It’s that time of year again when folks celebrate whatchamacallit. Much of the worry over nomenclature seems silly to me. Call December Twenty-something Christmas with the Christians, Soyal with the Zuni, or Yule with the Wiccans. Fine by me. Though I’m about as secular-minded a fellow as you’re likely to find, I personally don’t care whether displays in public parks have religious themes, or, if so, which ones. (In an American legal context, there is a constitutional issue regarding the use of tax money for the purpose, but the public purse is not the sole source of cash.) I don’t care whether a tree is called a Christmas tree or a holiday tree or just an evergreen.
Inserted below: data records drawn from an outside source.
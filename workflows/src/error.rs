// Copyright © Canopy Foundation
// SPDX-License-Identifier: Apache-2.0

use canopy_types::response_code::ResponseCode;
use thiserror::Error;

/// A syntactic or semantic rejection raised before a transaction is allowed
/// to execute: by the transaction checker or by a typed handler's pre-handle.
#[derive(Clone, Copy, Debug, Eq, Error, PartialEq)]
#[error("pre-check failed: {code:?}")]
pub struct PreCheckError {
    pub code: ResponseCode,
}

impl PreCheckError {
    pub fn new(code: ResponseCode) -> Self {
        Self { code }
    }
}

/// A business failure raised by a typed handler during dispatch. The state
/// scope is discarded and the code lands in the emitted record. A code of
/// [`ResponseCode::Unknown`] marks a failure the handler could not classify;
/// the engine then treats the dispatch like any other unexpected error.
#[derive(Clone, Copy, Debug, Eq, Error, PartialEq)]
#[error("handler failed: {code:?}")]
pub struct HandleError {
    pub code: ResponseCode,
}

impl HandleError {
    pub fn new(code: ResponseCode) -> Self {
        Self { code }
    }
}
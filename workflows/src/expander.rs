// Copyright © Canopy Foundation
// SPDX-License-Identifier: Apache-2.0

use canopy_crypto::secp256k1;
use canopy_types::{
    account::EvmAlias,
    key::Key,
    transaction::{SignatureKind, SignatureMap, SignaturePair},
};
use std::collections::HashSet;
use thiserror::Error;

/// A signature matched to the concrete key it claims to cover. For ECDSA
/// keys the derived EVM alias rides along so hollow-account lookups can be
/// answered from the same expansion.
#[derive(Clone, Debug, Eq, PartialEq)]
pub struct ExpandedSignaturePair {
    pub key: Key,
    pub key_bytes: Vec<u8>,
    pub signature: Vec<u8>,
    pub evm_alias: Option<EvmAlias>,
}

#[derive(Clone, Copy, Debug, Eq, Error, PartialEq)]
pub enum ExpanderError {
    /// The map carried a kind no transaction should present at this stage.
    #[error("unsupported signature kind {0:?} in signature map")]
    UnsupportedKind(SignatureKind),
}

fn check_supported(sig_map: &SignatureMap) -> Result<(), ExpanderError> {
    for pair in &sig_map.sig_pairs {
        match pair.kind {
            SignatureKind::Ed25519 | SignatureKind::EcdsaSecp256k1 => {},
            other => return Err(ExpanderError::UnsupportedKind(other)),
        }
    }
    Ok(())
}

fn kind_matches(key: &Key, kind: SignatureKind) -> bool {
    matches!(
        (key, kind),
        (Key::Ed25519(_), SignatureKind::Ed25519)
            | (Key::EcdsaSecp256k1(_), SignatureKind::EcdsaSecp256k1)
    )
}

fn pair_for<'a>(key: &Key, sig_map: &'a SignatureMap) -> Option<&'a SignaturePair> {
    let key_bytes = key.leaf_bytes()?;
    // The checker enforced pairwise prefix-disjointness, so at most one
    // entry can match.
    sig_map
        .sig_pairs
        .iter()
        .find(|pair| kind_matches(key, pair.kind) && key_bytes.starts_with(&pair.pub_key_prefix))
}

fn expanded(key: &Key, pair: &SignaturePair) -> ExpandedSignaturePair {
    let key_bytes = key.leaf_bytes().unwrap_or_default().to_vec();
    let evm_alias = match key {
        Key::EcdsaSecp256k1(bytes) => secp256k1::evm_alias(bytes).map(EvmAlias),
        _ => None,
    };
    ExpandedSignaturePair {
        key: key.clone(),
        key_bytes,
        signature: pair.signature.clone(),
        evm_alias,
    }
}

/// Matches the signing leaves of `keys` against the raw signature map.
///
/// Composite keys are flattened first; each distinct leaf is emitted at most
/// once. A leaf with no matching entry is silently skipped and will fail
/// verification deterministically for lack of a future.
pub fn expand_keys<'a>(
    keys: impl IntoIterator<Item = &'a Key>,
    sig_map: &SignatureMap,
) -> Result<Vec<ExpandedSignaturePair>, ExpanderError> {
    check_supported(sig_map)?;
    let mut seen: HashSet<&Key> = HashSet::new();
    let mut out = Vec::new();
    for key in keys {
        for leaf in key.signing_leaves() {
            if !seen.insert(leaf) {
                continue;
            }
            if let Some(pair) = pair_for(leaf, sig_map) {
                out.push(expanded(leaf, pair));
            }
        }
    }
    Ok(out)
}

/// Finds the ECDSA entry whose full public key derives `alias`, for hollow
/// accounts identified by alias alone. Only full keys can derive an alias,
/// so truncated prefixes never match here.
pub fn expand_alias(
    alias: &EvmAlias,
    sig_map: &SignatureMap,
) -> Result<Option<ExpandedSignaturePair>, ExpanderError> {
    check_supported(sig_map)?;
    for pair in &sig_map.sig_pairs {
        if pair.kind != SignatureKind::EcdsaSecp256k1 {
            continue;
        }
        if let Some(derived) = secp256k1::evm_alias(&pair.pub_key_prefix) {
            if &EvmAlias(derived) == alias {
                let key = Key::EcdsaSecp256k1(pair.pub_key_prefix.clone());
                return Ok(Some(ExpandedSignaturePair {
                    key_bytes: pair.pub_key_prefix.clone(),
                    signature: pair.signature.clone(),
                    evm_alias: Some(*alias),
                    key,
                }));
            }
        }
    }
    Ok(None)
}
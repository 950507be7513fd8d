// Copyright © Canopy Foundation
// SPDX-License-Identifier: Apache-2.0

#![forbid(unsafe_code)]

//! Configuration consumed by the transaction lifecycle engine. Loading from
//! disk and dynamic reconfiguration live in the node shell; this crate only
//! defines the recognized options, their defaults, and the versioned
//! snapshot the workflows pin per transaction.

use canopy_types::account::AccountId;
use serde::{Deserialize, Serialize};
use std::{path::PathBuf, time::Duration};

pub mod defaults {
    pub const VERIFICATION_TIMEOUT_MS: u64 = 20_000;
    pub const TRANSACTION_MAX_VALID_DURATION_SECS: u64 = 180;
    pub const TRANSACTION_MIN_VALID_DURATION_SECS: u64 = 15;
    pub const RECORDS_MAX_QUERYABLE_BY_ACCOUNT: usize = 10;
    pub const MAX_TRANSACTION_BYTES: usize = 6_144;
    pub const MAX_MEMO_BYTES: usize = 100;
    pub const VALID_START_SKEW_SECS: u64 = 10;
    pub const NODE_PENALTY_FEE: u64 = 10;
    pub const SERVICE_FEE: u64 = 100;
    pub const FUNDING_ACCOUNT_NUM: u64 = 98;
}

#[derive(Clone, Debug, Deserialize, Eq, PartialEq, Serialize)]
#[serde(default, deny_unknown_fields)]
pub struct WorkflowConfig {
    /// Upper bound on a single `verification_for` wait, in milliseconds.
    pub verification_timeout_ms: u64,
    /// Deduplication horizon: how far a transaction's valid-start may lie in
    /// the past, in seconds.
    pub transaction_max_valid_duration_secs: u64,
    pub transaction_min_valid_duration_secs: u64,
    pub records_max_queryable_by_account: usize,
    pub max_transaction_bytes: usize,
    pub max_memo_bytes: usize,
    /// Tolerated clock skew for valid-start times in the future, in seconds.
    pub valid_start_skew_secs: u64,
}

impl Default for WorkflowConfig {
    fn default() -> Self {
        Self {
            verification_timeout_ms: defaults::VERIFICATION_TIMEOUT_MS,
            transaction_max_valid_duration_secs: defaults::TRANSACTION_MAX_VALID_DURATION_SECS,
            transaction_min_valid_duration_secs: defaults::TRANSACTION_MIN_VALID_DURATION_SECS,
            records_max_queryable_by_account: defaults::RECORDS_MAX_QUERYABLE_BY_ACCOUNT,
            max_transaction_bytes: defaults::MAX_TRANSACTION_BYTES,
            max_memo_bytes: defaults::MAX_MEMO_BYTES,
            valid_start_skew_secs: defaults::VALID_START_SKEW_SECS,
        }
    }
}

impl WorkflowConfig {
    pub fn verification_timeout(&self) -> Duration {
        Duration::from_millis(self.verification_timeout_ms)
    }

    pub fn max_valid_duration(&self) -> Duration {
        Duration::from_secs(self.transaction_max_valid_duration_secs)
    }
}

#[derive(Clone, Debug, Deserialize, Eq, PartialEq, Serialize)]
#[serde(default, deny_unknown_fields)]
pub struct FeeConfig {
    /// Flat penalty debited from a node that gossips a transaction failing
    /// due diligence, in tinybars.
    pub node_penalty_fee: u64,
    /// Flat fee debited from the payer of a handled transaction, in tinybars.
    pub service_fee: u64,
    /// Account credited with all collected fees and penalties.
    pub funding_account: AccountId,
}

impl Default for FeeConfig {
    fn default() -> Self {
        Self {
            node_penalty_fee: defaults::NODE_PENALTY_FEE,
            service_fee: defaults::SERVICE_FEE,
            funding_account: AccountId::new(0, 0, defaults::FUNDING_ACCOUNT_NUM),
        }
    }
}

#[derive(Clone, Debug, Deserialize, Eq, PartialEq, Serialize)]
#[serde(default, deny_unknown_fields)]
pub struct FreezeConfig {
    /// Directory the freeze handler drops its operational marker files into.
    pub artifacts_dir: PathBuf,
}

impl Default for FreezeConfig {
    fn default() -> Self {
        Self {
            artifacts_dir: PathBuf::from("."),
        }
    }
}

#[derive(Clone, Debug, Default, Deserialize, Eq, PartialEq, Serialize)]
#[serde(default, deny_unknown_fields)]
pub struct NodeConfig {
    pub workflow: WorkflowConfig,
    pub fees: FeeConfig,
    pub freeze: FreezeConfig,
}

/// A configuration snapshot tagged with the monotonic version the node shell
/// bumps on every reconfiguration. Pre-handle results remember the version
/// they were computed under; the handle workflow re-runs any result whose
/// version no longer matches.
#[derive(Clone, Debug, Deserialize, Eq, PartialEq, Serialize)]
pub struct VersionedConfig {
    pub version: u64,
    pub node: NodeConfig,
}

impl VersionedConfig {
    pub fn new(version: u64, node: NodeConfig) -> Self {
        Self { version, node }
    }

    pub fn workflow(&self) -> &WorkflowConfig {
        &self.node.workflow
    }

    pub fn fees(&self) -> &FeeConfig {
        &self.node.fees
    }

    pub fn freeze(&self) -> &FreezeConfig {
        &self.node.freeze
    }
}

impl Default for VersionedConfig {
    fn default() -> Self {
        Self::new(1, NodeConfig::default())
    }
}
// Copyright © Canopy Foundation
// SPDX-License-Identifier: Apache-2.0

use crate::{
    context::HandleContext,
    dispatch::TransactionHandler,
    error::{HandleError, PreCheckError},
    pre_handle::PreHandleContext,
};
use canopy_types::{
    account::Account,
    response_code::ResponseCode,
    transaction::{TransactionPayload, TransferList},
};

/// Multi-party value transfer. Every debited account other than the payer
/// must have signed; credited accounts need no authorization.
pub struct CryptoTransferHandler;

fn transfer_list(payload: &TransactionPayload) -> Result<&TransferList, ResponseCode> {
    match payload {
        TransactionPayload::CryptoTransfer(list) => Ok(list),
        _ => Err(ResponseCode::InvalidTransaction),
    }
}

/// Structural validation shared by both phases: no zero amounts, and the
/// list must net out to zero.
fn check_amounts(list: &TransferList) -> Result<(), ResponseCode> {
    let mut net: i128 = 0;
    for entry in &list.account_amounts {
        if entry.amount == 0 {
            return Err(ResponseCode::InvalidAccountAmounts);
        }
        net += entry.amount as i128;
    }
    if net != 0 {
        return Err(ResponseCode::InvalidAccountAmounts);
    }
    Ok(())
}

impl TransactionHandler for CryptoTransferHandler {
    fn pre_handle(&self, ctx: &mut PreHandleContext<'_>) -> Result<(), PreCheckError> {
        let list = transfer_list(&ctx.body().payload)
            .map_err(PreCheckError::new)?
            .clone();
        check_amounts(&list).map_err(PreCheckError::new)?;

        for entry in &list.account_amounts {
            if entry.amount >= 0 || entry.account == ctx.payer() {
                continue;
            }
            let account = ctx
                .store()
                .resolve(&entry.account)
                .ok_or(PreCheckError::new(ResponseCode::InvalidTransferAccountId))?;
            match (&account.key, &account.alias) {
                (Some(key), _) => ctx.require_key(key.clone()),
                (None, Some(alias)) => ctx.require_signature_for_hollow_account(*alias),
                (None, None) => {
                    return Err(PreCheckError::new(ResponseCode::InvalidTransferAccountId));
                },
            }
        }
        Ok(())
    }

    fn handle(&self, ctx: &mut HandleContext<'_>) -> Result<(), HandleError> {
        let list = transfer_list(&ctx.body().payload)
            .map_err(HandleError::new)?
            .clone();
        check_amounts(&list).map_err(HandleError::new)?;

        // Read-modify-write through the scope: repeated accounts see their
        // own earlier adjustments, and a failure discards the whole scope.
        for entry in &list.account_amounts {
            let mut account: Account = ctx
                .account(&entry.account)
                .ok_or(HandleError::new(ResponseCode::InvalidTransferAccountId))?;
            if account.deleted {
                return Err(HandleError::new(ResponseCode::AccountDeleted));
            }
            if entry.amount < 0 {
                let debit = entry.amount.unsigned_abs();
                if account.balance < debit {
                    return Err(HandleError::new(ResponseCode::InsufficientAccountBalance));
                }
                // Debits by hollow accounts are authorized by the alias
                // signature; the payer itself was settled by the engine.
                if account.is_hollow() && entry.account != ctx.payer() {
                    let alias = account
                        .alias
                        .ok_or(HandleError::new(ResponseCode::InvalidSignature))?;
                    if !ctx.verification_for_alias(&alias).passed {
                        return Err(HandleError::new(ResponseCode::InvalidSignature));
                    }
                }
                account.balance -= debit;
            } else {
                account.balance = account
                    .balance
                    .checked_add(entry.amount.unsigned_abs())
                    .ok_or(HandleError::new(ResponseCode::InvalidAccountAmounts))?;
            }
            let id = account.id;
            ctx.put_account(account);
            ctx.note_transfer(id, entry.amount);
        }
        Ok(())
    }
}
// Copyright © Canopy Foundation
// SPDX-License-Identifier: Apache-2.0

//! The typed handlers registered with the engine. Service business logic at
//! large lives outside this crate; these two are the handlers the engine
//! itself ships: value transfer, and the operational freeze flow.

pub mod crypto_transfer;
pub mod freeze;
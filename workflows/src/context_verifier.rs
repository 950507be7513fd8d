// Copyright © Canopy Foundation
// SPDX-License-Identifier: Apache-2.0

use crate::verifier::{SignatureVerification, SignatureVerificationFuture, VerificationResults};
use canopy_types::{
    account::EvmAlias,
    key::{Key, clamp_threshold},
};
use std::{
    sync::Arc,
    time::{Duration, Instant},
};

/// The façade typed handlers (and the handle workflow itself) resolve
/// signature verifications through. Bound to the effective future map of one
/// transaction; every call gets a fresh deadline of the configured timeout.
///
/// Leaves are looked up by exact key equality; composite keys are recomposed
/// into compound promises on the fly. A key nothing signed for resolves to a
/// deterministic failure rather than an error.
pub struct HandleContextVerifier {
    results: VerificationResults,
    timeout: Duration,
}

impl HandleContextVerifier {
    pub fn new(results: VerificationResults, timeout: Duration) -> Self {
        Self { results, timeout }
    }

    pub fn verification_for(&self, key: &Key) -> SignatureVerification {
        let deadline = Instant::now() + self.timeout;
        self.future_for(key).resolve(deadline)
    }

    /// Answers a hollow-account lookup: the first seeded future whose
    /// derived alias matches. At most one can exist short of a keccak
    /// collision, so "first" is deterministic in effect.
    pub fn verification_for_alias(&self, alias: &EvmAlias) -> SignatureVerification {
        let deadline = Instant::now() + self.timeout;
        match self
            .results
            .values()
            .find(|future| future.evm_alias() == Some(alias))
        {
            Some(future) => future.resolve(deadline),
            None => SignatureVerification {
                key: Key::Unset,
                evm_alias: Some(*alias),
                passed: false,
            },
        }
    }

    fn future_for(&self, key: &Key) -> Arc<SignatureVerificationFuture> {
        match key {
            Key::Ed25519(_) | Key::EcdsaSecp256k1(_) => self
                .results
                .get(key)
                .cloned()
                .unwrap_or_else(|| Arc::new(SignatureVerificationFuture::Failed(key.clone()))),
            Key::KeyList(children) => self.compound_for(key, children, 0),
            Key::Threshold { threshold, keys } => {
                let clamped = clamp_threshold(*threshold, keys.len());
                let num_can_fail = keys.len().saturating_sub(clamped as usize);
                self.compound_for(key, keys, num_can_fail)
            },
            // Contract keys and the unsignable schemes can never carry a
            // signature here.
            _ => Arc::new(SignatureVerificationFuture::Failed(key.clone())),
        }
    }

    fn compound_for(
        &self,
        key: &Key,
        children: &[Key],
        num_can_fail: usize,
    ) -> Arc<SignatureVerificationFuture> {
        if children.is_empty() {
            return Arc::new(SignatureVerificationFuture::Failed(key.clone()));
        }
        let children = children.iter().map(|child| self.future_for(child)).collect();
        Arc::new(SignatureVerificationFuture::compound(
            key.clone(),
            children,
            num_can_fail,
        ))
    }
}
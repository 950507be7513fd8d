// Copyright © Canopy Foundation
// SPDX-License-Identifier: Apache-2.0

use libsecp256k1::{Message, PublicKey, Signature};
use tiny_keccak::{Hasher, Keccak};

pub const COMPRESSED_KEY_LENGTH: usize = 33;
pub const UNCOMPRESSED_KEY_LENGTH: usize = 65;
pub const SIGNATURE_LENGTH: usize = 64;
pub const EVM_ALIAS_LENGTH: usize = 20;

pub fn keccak256(bytes: &[u8]) -> [u8; 32] {
    let mut hasher = Keccak::v256();
    hasher.update(bytes);
    let mut out = [0u8; 32];
    hasher.finalize(&mut out);
    out
}

/// Verifies an ECDSA secp256k1 signature over a 32-byte digest (the
/// keccak256 of the signed payload, precomputed once per batch). Accepts
/// the key in compressed or uncompressed form; anything malformed fails
/// closed.
pub fn verify_prehashed(key: &[u8], digest: &[u8; 32], signature: &[u8]) -> bool {
    let Ok(public_key) = PublicKey::parse_slice(key, None) else {
        return false;
    };
    let Ok(signature) = Signature::parse_standard_slice(signature) else {
        return false;
    };
    libsecp256k1::verify(&Message::parse(digest), &signature, &public_key)
}

/// Derives the 20-byte EVM alias of an ECDSA public key:
/// `keccak256(uncompressed_key[1..])[12..32]`. Returns `None` when the bytes
/// do not parse as a point on the curve.
pub fn evm_alias(key: &[u8]) -> Option<[u8; EVM_ALIAS_LENGTH]> {
    let public_key = PublicKey::parse_slice(key, None).ok()?;
    let uncompressed = public_key.serialize();
    let digest = keccak256(&uncompressed[1..]);
    let mut alias = [0u8; EVM_ALIAS_LENGTH];
    alias.copy_from_slice(&digest[12..32]);
    Some(alias)
}
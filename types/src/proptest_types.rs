// Copyright © Canopy Foundation
// SPDX-License-Identifier: Apache-2.0

//! Proptest strategies shared by property tests across the workspace.

use crate::{
    account::AccountId,
    key::Key,
    timestamp::Timestamp,
    transaction::TransactionId,
};
use proptest::{collection::vec, prelude::*};

pub fn arb_ed25519_key() -> impl Strategy<Value = Key> {
    vec(any::<u8>(), 32).prop_map(Key::Ed25519)
}

pub fn arb_ecdsa_key() -> impl Strategy<Value = Key> {
    vec(any::<u8>(), 33).prop_map(Key::EcdsaSecp256k1)
}

pub fn arb_signing_leaf() -> impl Strategy<Value = Key> {
    prop_oneof![arb_ed25519_key(), arb_ecdsa_key()]
}

/// A key tree of bounded depth mixing lists and thresholds over signing
/// leaves. Thresholds are intentionally unclamped so consumers exercise the
/// clamping rule.
pub fn arb_key_tree() -> impl Strategy<Value = Key> {
    arb_signing_leaf().prop_recursive(3, 24, 4, |inner| {
        prop_oneof![
            vec(inner.clone(), 1..4).prop_map(Key::KeyList),
            (vec(inner, 1..4), 0u32..6).prop_map(|(keys, threshold)| Key::Threshold {
                threshold,
                keys
            }),
        ]
    })
}

pub fn arb_account_id() -> impl Strategy<Value = AccountId> {
    (1u64..100_000).prop_map(|num| AccountId::new(0, 0, num))
}

pub fn arb_timestamp() -> impl Strategy<Value = Timestamp> {
    (0i64..2_000_000_000, 0u32..1_000_000_000)
        .prop_map(|(seconds, nanos)| Timestamp::new(seconds, nanos))
}

pub fn arb_transaction_id() -> impl Strategy<Value = TransactionId> {
    (arb_account_id(), arb_timestamp(), 0u32..3).prop_map(|(payer, valid_start, nonce)| {
        TransactionId {
            payer,
            valid_start,
            nonce,
        }
    })
}
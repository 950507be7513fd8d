// Copyright © Canopy Foundation
// SPDX-License-Identifier: Apache-2.0

mod common;
mod handle_test;
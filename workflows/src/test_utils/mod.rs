// Copyright © Canopy Foundation
// SPDX-License-Identifier: Apache-2.0

//! In-memory stand-ins for the external collaborators, shared by the test
//! suites of this crate and its dependents.

use canopy_types::{
    account::{Account, AccountId, EvmAlias},
    state::{FreezeSchedule, LedgerReader, LedgerWriter},
};
use std::collections::HashMap;

/// A plain map-backed ledger. The production store is merkle-backed and
/// lives outside the engine; everything the workflows need from it is the
/// `LedgerReader`/`LedgerWriter` surface this type implements.
#[derive(Clone, Debug, Default)]
pub struct InMemoryLedger {
    accounts: HashMap<AccountId, Account>,
    freeze: Option<FreezeSchedule>,
}

impl InMemoryLedger {
    pub fn new() -> Self {
        Self::default()
    }

    pub fn with_accounts(accounts: impl IntoIterator<Item = Account>) -> Self {
        let mut ledger = Self::new();
        for account in accounts {
            ledger.put_account(account);
        }
        ledger
    }

    pub fn balance(&self, id: &AccountId) -> Option<u64> {
        self.resolve(id).map(|account| account.balance)
    }
}

impl LedgerReader for InMemoryLedger {
    fn account(&self, id: &AccountId) -> Option<Account> {
        self.accounts.get(id).cloned()
    }

    fn account_by_alias(&self, alias: &EvmAlias) -> Option<Account> {
        self.accounts
            .values()
            .find(|account| account.alias.as_ref() == Some(alias))
            .cloned()
    }

    fn freeze_schedule(&self) -> Option<FreezeSchedule> {
        self.freeze
    }

    fn as_reader(&self) -> &dyn LedgerReader {
        self
    }
}

impl LedgerWriter for InMemoryLedger {
    fn put_account(&mut self, account: Account) {
        self.accounts.insert(account.id, account);
    }

    fn set_freeze_schedule(&mut self, schedule: Option<FreezeSchedule>) {
        self.freeze = schedule;
    }
}
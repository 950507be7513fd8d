// Copyright © Canopy Foundation
// SPDX-License-Identifier: Apache-2.0

use crate::error::PreCheckError;
use canopy_config::WorkflowConfig;
use canopy_types::{
    response_code::ResponseCode,
    timestamp::Timestamp,
    transaction::{SignatureMap, SignedTransaction, TransactionBody, TransactionInfo},
};

/// Stateless syntactic/semantic pre-flight over the raw gossip payload.
/// Everything here is checkable without touching state, so both workflow
/// stages can run it: pre-handle against the wall clock, the handle thread
/// (on re-runs) against consensus time.
#[derive(Clone, Copy, Debug, Default)]
pub struct TransactionChecker;

impl TransactionChecker {
    pub fn parse_and_check(
        &self,
        config: &WorkflowConfig,
        raw_bytes: &[u8],
        now: Timestamp,
    ) -> Result<TransactionInfo, PreCheckError> {
        if raw_bytes.len() > config.max_transaction_bytes {
            return Err(PreCheckError::new(ResponseCode::TransactionOversize));
        }

        let signed: SignedTransaction = bcs::from_bytes(raw_bytes)
            .map_err(|_| PreCheckError::new(ResponseCode::InvalidTransaction))?;
        let body: TransactionBody = bcs::from_bytes(&signed.body_bytes)
            .map_err(|_| PreCheckError::new(ResponseCode::InvalidTransaction))?;

        let tx_id = body
            .transaction_id
            .ok_or_else(|| PreCheckError::new(ResponseCode::InvalidTransactionId))?;

        if let Some(0) = tx_id.payer.num() {
            return Err(PreCheckError::new(ResponseCode::InvalidPayerAccountId));
        }

        if body.valid_duration_secs < config.transaction_min_valid_duration_secs
            || body.valid_duration_secs > config.transaction_max_valid_duration_secs
        {
            return Err(PreCheckError::new(ResponseCode::InvalidTransactionDuration));
        }

        let earliest = now.saturating_sub_secs(config.transaction_max_valid_duration_secs as i64);
        let latest = now.saturating_add_secs(config.valid_start_skew_secs as i64);
        if tx_id.valid_start < earliest {
            return Err(PreCheckError::new(ResponseCode::TransactionExpired));
        }
        if tx_id.valid_start > latest {
            return Err(PreCheckError::new(ResponseCode::InvalidTransactionStart));
        }

        if body.memo.len() > config.max_memo_bytes {
            return Err(PreCheckError::new(ResponseCode::MemoTooLong));
        }

        check_prefixes_disjoint(&signed.sig_map)?;

        Ok(TransactionInfo {
            signed_bytes: signed.body_bytes,
            tx_id,
            sig_map: signed.sig_map,
            body,
        })
    }
}

/// Rejects maps where one entry's public-key prefix is a prefix of
/// another's; such a map could match two signatures to the same key and
/// expansion would become ambiguous.
fn check_prefixes_disjoint(sig_map: &SignatureMap) -> Result<(), PreCheckError> {
    let pairs = &sig_map.sig_pairs;
    for (index, a) in pairs.iter().enumerate() {
        for b in &pairs[index + 1..] {
            if a.pub_key_prefix.starts_with(&b.pub_key_prefix)
                || b.pub_key_prefix.starts_with(&a.pub_key_prefix)
            {
                return Err(PreCheckError::new(ResponseCode::KeyPrefixMismatch));
            }
        }
    }
    Ok(())
}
This time of year always has been a festive season on account of the winter solstice (in the Northern hemisphere, of course). Since prehistory it has been as good a reason to festivate as any. The solstice was December 25 in the Julian calendar as adopted by Julius Caesar in 46 BC. The 25th also was the Roman sun cult holiday Dies Natalis Solis Invicti (day of the birth of the unconquerable sun). The Nicean Council settled on December 25 for Christmas in 325 AD. On the slightly inaccurate Julian calendar, the solstice drifted 14 days between 46 BC and 1582 AD. When the Gregorian calendar was adopted in 1582, it didn’t cut two weeks from that year in order to reset the calendar to 46 BC. It reset to 325 AD so that the solstice fell on December 21. Whether one reason was to separate Christmas a little from the solstice is anyone’s guess. (The Gregorian calendar tweaks the Julian by eliminating the leap day from any century year not evenly divisible by 400, so that 2000 was a leap year but 2100 won’t be; this makes the calendar accurate to within one day per 3300 years.)
The Puritans waged the first war on Christmas in
North America; they banned
the holiday because it had pagan origins. They were right… and wrong. Many of
the holiday traditions do have pagan precursors, such as the gift-giving and
the Yule log. The Christmas tree could be argued either way. Pagan
Germano-Celts used evergreen wreaths at the solstice and they were seriously into their
sacred groves, but if they decorated indoor evergreen trees they didn't record the practice anywhere.
The trees are first mentioned in print in the 16th century in and the
Baltic. One can't help suspecting, though, that the real gripe the Puritans had was that someone might have fun. Germany
The most commonly noted precursor to Christmas is the Roman Saturnalia, which involved an exchange of presents and lasted from December 17 to December 23 on the Julian calendar in a run-up to the solstice. You’ve got to give the Romans credit for knowing how to party. The satirist Lucian (c. 150 AD) describes some of the other activities. He puts this dialogue in the mouth of Cronos (aka Saturn) in whose honor the festival is held:
“During my week the serious is barred; no business allowed. Drinking and being drunk, noise and games and dice, appointing of kings and feasting of slaves, singing naked, clapping of tremulous hands, an occasional ducking of corked faces in icy water – such are the functions over which I preside.”
I expect the usual motley assortment of guests at my house on the 25th (pretty much the same crew as Thanksgiving, plus a few). I don’t think they’ll hold back on anything on Lucian’s list except maybe the naked singing. But you never know.